そして、自分の体調不良をおして、竹風に酒を勧め、夜遅くまでもてなした。
酒が好物な竹風は、友の心づかいに感動をしながらも、「これがこの世の最後の逢瀬」と思うと、胸が恋しさでいっぱいになったという。
そして、竹風は土井晩翠との別れを惜しみながら、仙台を去った。
その後間もなく、土井晩翠は静かに息を引き取った。
関係者は一連の話を「晩竹の別れ」という呼称で、深く敬愛したという。
土井晩翠は『荒城の月』に代表されるような、雄大な詩を書く明治~昭和を駆け抜けた大詩人、登張竹風はドイツ文学を専攻し、ニーチェや思想哲学を論じ続けた研究一筋の人であった。

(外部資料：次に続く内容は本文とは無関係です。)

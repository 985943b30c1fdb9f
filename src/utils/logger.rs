use tracing_subscriber::{layer::SubscriberExt, util::SubscriberInitExt, EnvFilter};

pub fn init_cli_logger(verbose: bool) {
    let filter = if verbose {
        EnvFilter::try_from_default_env().unwrap_or_else(|_| EnvFilter::new("harmonia=debug,info"))
    } else {
        EnvFilter::try_from_default_env().unwrap_or_else(|_| EnvFilter::new("harmonia=info"))
    };

    tracing_subscriber::registry()
        .with(filter)
        .with(
            tracing_subscriber::fmt::layer()
                .with_target(false)
                .with_thread_ids(false)
                .with_file(false)
                .with_line_number(false)
                .compact(),
        )
        .init();
}
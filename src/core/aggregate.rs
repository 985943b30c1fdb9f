use crate::domain::model::{AggregateWeights, ComponentBreakdown, ComponentScore, OverallResult};
use crate::utils::error::Result;
use crate::utils::validation::{clamp, validate_weight_sum};

/// Fuse the three component scores into one overall figure.
///
/// Weights are percentages and must sum to 100; a bad weight set is a
/// caller configuration error, never silently renormalized. Component
/// scores are clamped to [0, 100] since upstream output is not fully
/// trusted. The overall score is kept at full precision; rounding is a
/// display concern.
pub fn aggregate(
    visual_score: f64,
    personality_score: f64,
    genetic_score: f64,
    weights: &AggregateWeights,
) -> Result<OverallResult> {
    validate_weight_sum(&[weights.visual, weights.personality, weights.genetic])?;

    let visual = clamp(visual_score, 0.0, 100.0);
    let personality = clamp(personality_score, 0.0, 100.0);
    let genetic = clamp(genetic_score, 0.0, 100.0);

    let overall_score = visual * weights.visual / 100.0
        + personality * weights.personality / 100.0
        + genetic * weights.genetic / 100.0;

    tracing::debug!(
        "Overall {:.1} (visual {:.1}, personality {:.1}, genetic {:.1})",
        overall_score,
        visual,
        personality,
        genetic
    );

    Ok(OverallResult {
        overall_score,
        components: ComponentBreakdown {
            visual: ComponentScore {
                score: visual,
                weight: weights.visual,
            },
            personality: ComponentScore {
                score: personality,
                weight: weights.personality,
            },
            genetic: ComponentScore {
                score: genetic,
                weight: weights.genetic,
            },
        },
    })
}
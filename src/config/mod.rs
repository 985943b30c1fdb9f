pub mod toml_config;

use crate::utils::error::Result;
use crate::utils::validation::{self, Validate};
use clap::Parser;
use serde::{Deserialize, Serialize};
use std::path::PathBuf;

#[derive(Debug, Clone, Serialize, Deserialize, Parser)]
#[command(name = "harmonia")]
#[command(about = "Multi-factor compatibility scoring between two people")]
pub struct CliConfig {
    /// Raw genetic data for person A (manual HLA notation or DNA export)
    #[arg(long)]
    pub genetic_a: Option<PathBuf>,

    /// Raw genetic data for person B
    #[arg(long)]
    pub genetic_b: Option<PathBuf>,

    /// JSON file with both people's trait profiles
    #[arg(long)]
    pub profiles: Option<PathBuf>,

    /// Externally computed visual attraction score (0-100)
    #[arg(long, default_value = "50.0")]
    pub visual_score: f64,

    /// Scoring constants TOML file
    #[arg(long)]
    pub config: Option<PathBuf>,

    /// Override the visual component weight (percent)
    #[arg(long)]
    pub visual_weight: Option<f64>,

    /// Override the personality component weight (percent)
    #[arg(long)]
    pub personality_weight: Option<f64>,

    /// Override the genetic component weight (percent)
    #[arg(long)]
    pub genetic_weight: Option<f64>,

    /// Override the optimal genetic dissimilarity (0-1)
    #[arg(long)]
    pub optimal: Option<f64>,

    /// Write the JSON result here instead of stdout
    #[arg(long)]
    pub output: Option<PathBuf>,

    #[arg(long, help = "Enable verbose output")]
    pub verbose: bool,
}

impl Validate for CliConfig {
    fn validate(&self) -> Result<()> {
        validation::validate_range("visual_score", self.visual_score, 0.0, 100.0)?;

        if let Some(optimal) = self.optimal {
            validation::validate_range("optimal", optimal, 0.01, 1.0)?;
        }

        for (name, weight) in [
            ("visual_weight", self.visual_weight),
            ("personality_weight", self.personality_weight),
            ("genetic_weight", self.genetic_weight),
        ] {
            if let Some(w) = weight {
                validation::validate_range(name, w, 0.0, 100.0)?;
            }
        }

        Ok(())
    }
}
pub mod aggregate;
pub mod allele;
pub mod curve;
pub mod dissimilarity;
pub mod engine;
pub mod similarity;

pub use crate::core::engine::MatchEngine;
pub use crate::domain::model::{DissimilarityResult, GeneticInput, MatchOutcome, SimilarityResult};
pub use crate::domain::ports::ScoringConfigProvider;
pub use crate::utils::error::Result;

性格も両人ともに真面目で、慇懃だったところから、ウマがあったらしく、二高では同じ職場で机を並べた事から、同僚として、文学仲間として一層仲を深める事となった。
彼らから薫陶を受けた教え子の一人に、兵庫県知事の阪本勝がいる。
定年後も交友を続けていたが、戦争がそういった関係を引き裂いてしまった。晩翠は仙台へ疎開し、竹風もまた空襲で焼き出され、疎開をする羽目になった。
戦争が終わった後も長い間の交通難や物資不足で旅もままならず、手紙さえ気安く送れない時代が続いた。
その中で晩翠は発病、竹風も己の老衰を自覚し、最初で最後の晩翠訪問を決する事となった。
その美しくも儚い対面が上の通りである。友情とは美しきことかな。